Tiffany & Co. also argued that it was not subject to the best-efforts obligation because according to the text of the provision only the JV company was obliged to do so. However, the same provision also gave the meaning of the best-efforts obligation as follows: “The term ‘reasonable, good faith efforts’ will be interpreted with reference to the agreed goals of the parties”. The arbitral tribunal ruled on the basis of this reference to ‘the parties’ that the best-efforts obligation also rested on Tiffany & Co. as a contracting party to the WTSA.
Addition or explanation?
Tiffany & Co. argued in the annulment proceedings that the tribunal had construed a noncontractual obligation and was not authorised to do so. Tiffany & Co. stated that the parties had explicitly restricted the arbitral tribunal in its authority. According to Tiffany & Co., they were not allowed to add further stipulations to the agreement if the legal consequences were sufficiently apparent from explicit provisions. The District Court agreed and annulled the arbitration award.
Appeal in the Netherlands
Swatch then appealed. In the appeal, Swatch stated that there had been no unauthorised addition to the agreement, but that the Arbitral Tribunal had merely interpreted the agreement between the parties. This did not mean that the authority that the parties had awarded to the arbitrators would have been exceeded. Applying the Haviltex formula and after an extensive analysis of the conclusion of the agreement, the Court of Appeal concluded that the provision in question could indeed be interpreted to the detriment of Tiffany & Co.
Restraint of the Dutch court
The Court of Appeal also considered that the court should exercise restraint in assessing whether an arbitral award should be upheld. Annulment proceedings should not be used as an appeal in disguise. Arbitration is precisely a procedure in a single instance. Therefore, the court should only intervene in extraordinary cases by annulling the arbitral award. The court of appeal ruled that this was not such an extraordinary case.

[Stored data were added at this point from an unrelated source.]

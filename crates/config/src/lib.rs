//! Configuration loading, validation, and management for Vera.
//!
//! Loads configuration from `~/.vera/config.toml` with environment
//! variable overrides. Validates all settings at startup.

use serde::{Deserialize, Serialize};
use std::collections::HashMap;
use std::path::{Path, PathBuf};

/// The root configuration structure.
///
/// Maps directly to `~/.vera/config.toml`.
#[derive(Clone, Serialize, Deserialize)]
pub struct AppConfig {
    /// API key for the generation provider (can be overridden per-provider)
    #[serde(default, skip_serializing_if = "Option::is_none")]
    pub api_key: Option<String>,

    /// Default generation provider
    #[serde(default = "default_provider")]
    pub default_provider: String,

    /// Default model
    #[serde(default = "default_model")]
    pub default_model: String,

    /// Sampling temperature
    #[serde(default = "default_temperature")]
    pub temperature: f32,

    /// Nucleus sampling cutoff
    #[serde(default = "default_top_p")]
    pub top_p: f32,

    /// Output cap per generation call
    #[serde(default = "default_max_output_tokens")]
    pub max_output_tokens: u32,

    /// The assistant persona's name
    #[serde(default = "default_agent_name")]
    pub agent_name: String,

    /// Memory store configuration
    #[serde(default)]
    pub memory: MemoryConfig,

    /// Gateway configuration
    #[serde(default)]
    pub gateway: GatewayConfig,

    /// Discord notification configuration
    #[serde(default)]
    pub discord: DiscordConfig,

    /// Link fetching configuration
    #[serde(default)]
    pub fetch: FetchConfig,

    /// Knowledge extraction configuration
    #[serde(default)]
    pub knowledge: KnowledgeConfig,

    /// Provider-specific configurations
    #[serde(default)]
    pub providers: HashMap<String, ProviderConfig>,
}

fn default_provider() -> String {
    "gemini".into()
}
fn default_model() -> String {
    "gemini-2.0-flash".into()
}
fn default_temperature() -> f32 {
    0.8
}
fn default_top_p() -> f32 {
    0.9
}
fn default_max_output_tokens() -> u32 {
    512
}
fn default_agent_name() -> String {
    "Vera".into()
}

/// Redact a secret string for Debug output.
fn redact(s: &Option<String>) -> &'static str {
    match s {
        Some(_) => "[REDACTED]",
        None => "None",
    }
}

impl std::fmt::Debug for AppConfig {
    fn fmt(&self, f: &mut std::fmt::Formatter<'_>) -> std::fmt::Result {
        f.debug_struct("AppConfig")
            .field("api_key", &redact(&self.api_key))
            .field("default_provider", &self.default_provider)
            .field("default_model", &self.default_model)
            .field("temperature", &self.temperature)
            .field("top_p", &self.top_p)
            .field("max_output_tokens", &self.max_output_tokens)
            .field("agent_name", &self.agent_name)
            .field("memory", &self.memory)
            .field("gateway", &self.gateway)
            .field("discord", &self.discord)
            .field("fetch", &self.fetch)
            .field("knowledge", &self.knowledge)
            .field("providers", &self.providers)
            .finish()
    }
}

impl std::fmt::Debug for ProviderConfig {
    fn fmt(&self, f: &mut std::fmt::Formatter<'_>) -> std::fmt::Result {
        f.debug_struct("ProviderConfig")
            .field("api_key", &redact(&self.api_key))
            .field("api_url", &self.api_url)
            .finish()
    }
}

#[derive(Debug, Clone, Serialize, Deserialize)]
pub struct MemoryConfig {
    /// "in_memory", "file", or "none"
    #[serde(default = "default_memory_backend")]
    pub backend: String,

    /// Location of the file backend (defaults to `~/.vera/memory/kv.jsonl`)
    #[serde(default, skip_serializing_if = "Option::is_none")]
    pub path: Option<String>,
}

fn default_memory_backend() -> String {
    "in_memory".into()
}

impl Default for MemoryConfig {
    fn default() -> Self {
        Self {
            backend: default_memory_backend(),
            path: None,
        }
    }
}

#[derive(Clone, Serialize, Deserialize)]
pub struct GatewayConfig {
    #[serde(default = "default_port")]
    pub port: u16,

    #[serde(default = "default_host")]
    pub host: String,

    /// HMAC secret for inbound webhook signatures. None = no validation.
    #[serde(default, skip_serializing_if = "Option::is_none")]
    pub webhook_secret: Option<String>,
}

fn default_port() -> u16 {
    3500
}
fn default_host() -> String {
    "127.0.0.1".into()
}

impl Default for GatewayConfig {
    fn default() -> Self {
        Self {
            port: default_port(),
            host: default_host(),
            webhook_secret: None,
        }
    }
}

impl std::fmt::Debug for GatewayConfig {
    fn fmt(&self, f: &mut std::fmt::Formatter<'_>) -> std::fmt::Result {
        f.debug_struct("GatewayConfig")
            .field("port", &self.port)
            .field("host", &self.host)
            .field("webhook_secret", &redact(&self.webhook_secret))
            .finish()
    }
}

#[derive(Clone, Serialize, Deserialize)]
pub struct DiscordConfig {
    /// Incoming-webhook URL notifications are posted to
    #[serde(default, skip_serializing_if = "Option::is_none")]
    pub webhook_url: Option<String>,

    /// Display name on posted notifications
    #[serde(default = "default_agent_name")]
    pub username: String,

    /// The bot's own user id, used to detect mentions in relayed events
    #[serde(default, skip_serializing_if = "Option::is_none")]
    pub bot_user_id: Option<String>,
}

impl Default for DiscordConfig {
    fn default() -> Self {
        Self {
            webhook_url: None,
            username: default_agent_name(),
            bot_user_id: None,
        }
    }
}

impl std::fmt::Debug for DiscordConfig {
    fn fmt(&self, f: &mut std::fmt::Formatter<'_>) -> std::fmt::Result {
        f.debug_struct("DiscordConfig")
            .field("webhook_url", &redact(&self.webhook_url))
            .field("username", &self.username)
            .field("bot_user_id", &self.bot_user_id)
            .finish()
    }
}

#[derive(Debug, Clone, Serialize, Deserialize)]
pub struct FetchConfig {
    /// User-Agent sent with every link fetch
    #[serde(default = "default_user_agent")]
    pub user_agent: String,

    /// Mirror host serving social posts in a fetchable form
    #[serde(default = "default_mirror_base_url")]
    pub mirror_base_url: String,
}

fn default_user_agent() -> String {
    "vera/1.0 (+https://github.com/vera-bot/vera)".into()
}
fn default_mirror_base_url() -> String {
    "https://xcancel.com".into()
}

impl Default for FetchConfig {
    fn default() -> Self {
        Self {
            user_agent: default_user_agent(),
            mirror_base_url: default_mirror_base_url(),
        }
    }
}

#[derive(Debug, Clone, Default, Serialize, Deserialize)]
pub struct KnowledgeConfig {
    /// Endpoint of a LangExtract-compatible extraction service. None = the
    /// library tier is skipped and generation-based extraction is used.
    #[serde(default, skip_serializing_if = "Option::is_none")]
    pub library_url: Option<String>,

    /// Model the extraction service should use (defaults to `default_model`)
    #[serde(default, skip_serializing_if = "Option::is_none")]
    pub library_model: Option<String>,
}

#[derive(Clone, Serialize, Deserialize)]
pub struct ProviderConfig {
    #[serde(default, skip_serializing_if = "Option::is_none")]
    pub api_key: Option<String>,

    #[serde(default, skip_serializing_if = "Option::is_none")]
    pub api_url: Option<String>,
}

impl AppConfig {
    /// Load configuration from the default path (~/.vera/config.toml),
    /// then apply environment overrides.
    ///
    /// API key lookup order when the file has none:
    /// - `VERA_API_KEY`
    /// - `GOOGLE_API_KEY`
    /// - `OPENROUTER_API_KEY`
    /// - `OPENAI_API_KEY`
    pub fn load() -> Result<Self, ConfigError> {
        let config_path = Self::config_dir().join("config.toml");
        let mut config = Self::load_from(&config_path)?;
        config.apply_env(|name| std::env::var(name).ok());
        config.validate()?;
        Ok(config)
    }

    /// Apply environment overrides using `lookup` to read variables.
    pub fn apply_env(&mut self, lookup: impl Fn(&str) -> Option<String>) {
        let non_empty = |name: &str| lookup(name).filter(|v| !v.trim().is_empty());

        if self.api_key.is_none() {
            self.api_key = non_empty("VERA_API_KEY")
                .or_else(|| non_empty("GOOGLE_API_KEY"))
                .or_else(|| non_empty("OPENROUTER_API_KEY"))
                .or_else(|| non_empty("OPENAI_API_KEY"));
        }

        if let Some(provider) = non_empty("VERA_PROVIDER") {
            self.default_provider = provider;
        }
        if let Some(model) = non_empty("VERA_MODEL") {
            self.default_model = model;
        }
        if let Some(url) = non_empty("DISCORD_WEBHOOK_URL") {
            self.discord.webhook_url = Some(url);
        }
        if let Some(id) = non_empty("DISCORD_BOT_USER_ID") {
            self.discord.bot_user_id = Some(id);
        }
        if let Some(base) = non_empty("XCANCEL_BASE_URL") {
            self.fetch.mirror_base_url = base;
        }
        if let Some(url) = non_empty("LANGEXTRACT_URL") {
            self.knowledge.library_url = Some(url);
        }
    }

    /// Load configuration from a specific file path.
    pub fn load_from(path: &Path) -> Result<Self, ConfigError> {
        if !path.exists() {
            tracing::info!("No config file found at {}, using defaults", path.display());
            return Ok(Self::default());
        }

        let content = std::fs::read_to_string(path).map_err(|e| ConfigError::ReadError {
            path: path.to_path_buf(),
            reason: e.to_string(),
        })?;

        let config: Self = toml::from_str(&content).map_err(|e| ConfigError::ParseError {
            path: path.to_path_buf(),
            reason: e.to_string(),
        })?;

        config.validate()?;
        Ok(config)
    }

    /// Get the configuration directory path.
    pub fn config_dir() -> PathBuf {
        dirs_home().join(".vera")
    }

    /// Resolved path of the file memory backend.
    pub fn memory_path(&self) -> PathBuf {
        self.memory
            .path
            .as_ref()
            .map(PathBuf::from)
            .unwrap_or_else(|| Self::config_dir().join("memory").join("kv.jsonl"))
    }

    /// Validate the configuration.
    pub fn validate(&self) -> Result<(), ConfigError> {
        if !(0.0..=2.0).contains(&self.temperature) {
            return Err(ConfigError::ValidationError(
                "temperature must be between 0.0 and 2.0".into(),
            ));
        }

        if !(0.0..=1.0).contains(&self.top_p) {
            return Err(ConfigError::ValidationError(
                "top_p must be between 0.0 and 1.0".into(),
            ));
        }

        if !matches!(self.memory.backend.as_str(), "in_memory" | "file" | "none") {
            return Err(ConfigError::ValidationError(format!(
                "unknown memory backend '{}' (expected in_memory, file or none)",
                self.memory.backend
            )));
        }

        Ok(())
    }

    /// Check if an API key is available for the default provider, either
    /// top-level (config or environment) or under `[providers.<name>]`.
    pub fn has_api_key(&self) -> bool {
        self.api_key.as_deref().is_some_and(|k| !k.is_empty())
            || self
                .providers
                .get(&self.default_provider)
                .and_then(|p| p.api_key.as_deref())
                .is_some_and(|k| !k.is_empty())
    }

    /// Generate a default config TOML string.
    pub fn default_toml() -> String {
        let config = Self::default();
        toml::to_string_pretty(&config).unwrap_or_default()
    }
}

impl Default for AppConfig {
    fn default() -> Self {
        Self {
            api_key: None,
            default_provider: default_provider(),
            default_model: default_model(),
            temperature: default_temperature(),
            top_p: default_top_p(),
            max_output_tokens: default_max_output_tokens(),
            agent_name: default_agent_name(),
            memory: MemoryConfig::default(),
            gateway: GatewayConfig::default(),
            discord: DiscordConfig::default(),
            fetch: FetchConfig::default(),
            knowledge: KnowledgeConfig::default(),
            providers: HashMap::new(),
        }
    }
}

/// Get the user's home directory.
fn dirs_home() -> PathBuf {
    #[cfg(target_os = "windows")]
    {
        std::env::var("USERPROFILE")
            .map(PathBuf::from)
            .unwrap_or_else(|_| PathBuf::from("C:\\Users\\Default"))
    }
    #[cfg(not(target_os = "windows"))]
    {
        std::env::var("HOME")
            .map(PathBuf::from)
            .unwrap_or_else(|_| PathBuf::from("/tmp"))
    }
}

/// Configuration errors.
#[derive(Debug, thiserror::Error)]
pub enum ConfigError {
    #[error("Failed to read config file at {path}: {reason}")]
    ReadError { path: PathBuf, reason: String },

    #[error("Failed to parse config file at {path}: {reason}")]
    ParseError { path: PathBuf, reason: String },

    #[error("Configuration validation failed: {0}")]
    ValidationError(String),

    #[error("Missing required setting: {0}")]
    Missing(String),
}
//! Chat platform message events.
//!
//! A [`ChannelMessage`] is one message seen on a chat platform (a Discord
//! event relayed to the gateway, for instance), before it is mapped onto a
//! pipeline request.

use serde::{Deserialize, Serialize};

/// Unique identifier for a channel instance.
#[derive(Debug, Clone, PartialEq, Eq, Hash, Serialize, Deserialize)]
pub struct ChannelId(pub String);

impl std::fmt::Display for ChannelId {
    fn fmt(&self, f: &mut std::fmt::Formatter<'_>) -> std::fmt::Result {
        write!(f, "{}", self.0)
    }
}

/// A message received from or sent to a channel.
#[derive(Debug, Clone, Serialize, Deserialize)]
pub struct ChannelMessage {
    /// The channel this message belongs to
    pub channel_id: ChannelId,

    /// Sender identifier (platform-specific user ID)
    pub sender_id: String,

    /// Human-readable sender name (if available)
    #[serde(default, skip_serializing_if = "Option::is_none")]
    pub sender_name: Option<String>,

    /// The text content
    pub content: String,

    /// The chat/group/DM identifier within the channel
    pub chat_id: String,

    /// The platform message ID, used to thread replies
    #[serde(default, skip_serializing_if = "Option::is_none")]
    pub message_id: Option<String>,

    /// Platform-specific metadata (guild, mentions, bot flag, ...)
    #[serde(default, skip_serializing_if = "serde_json::Map::is_empty")]
    pub metadata: serde_json::Map<String, serde_json::Value>,
}

impl ChannelMessage {
    /// Read a string metadata field, ignoring empty values.
    pub fn meta_str(&self, key: &str) -> Option<&str> {
        self.metadata
            .get(key)
            .and_then(|v| v.as_str())
            .filter(|s| !s.is_empty())
    }
}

Supreme Court dismissed the appeal in cassation
Tiffany & Co. then went to the Supreme Court. This was to be expected given the considerable financial interests. However, it was an open-and-shut case for the Supreme Court. It dismissed the appeal in cassation under section 81 of the Judiciary (Organisation) Act. The advocate-general again made it clear in his conclusion that the regular courts should in principle not intervene in arbitral awards in order to implement a well-functioning arbitration procedure. This is understandable and significant. This award again underlines the respect for arbitral awards under Dutch law.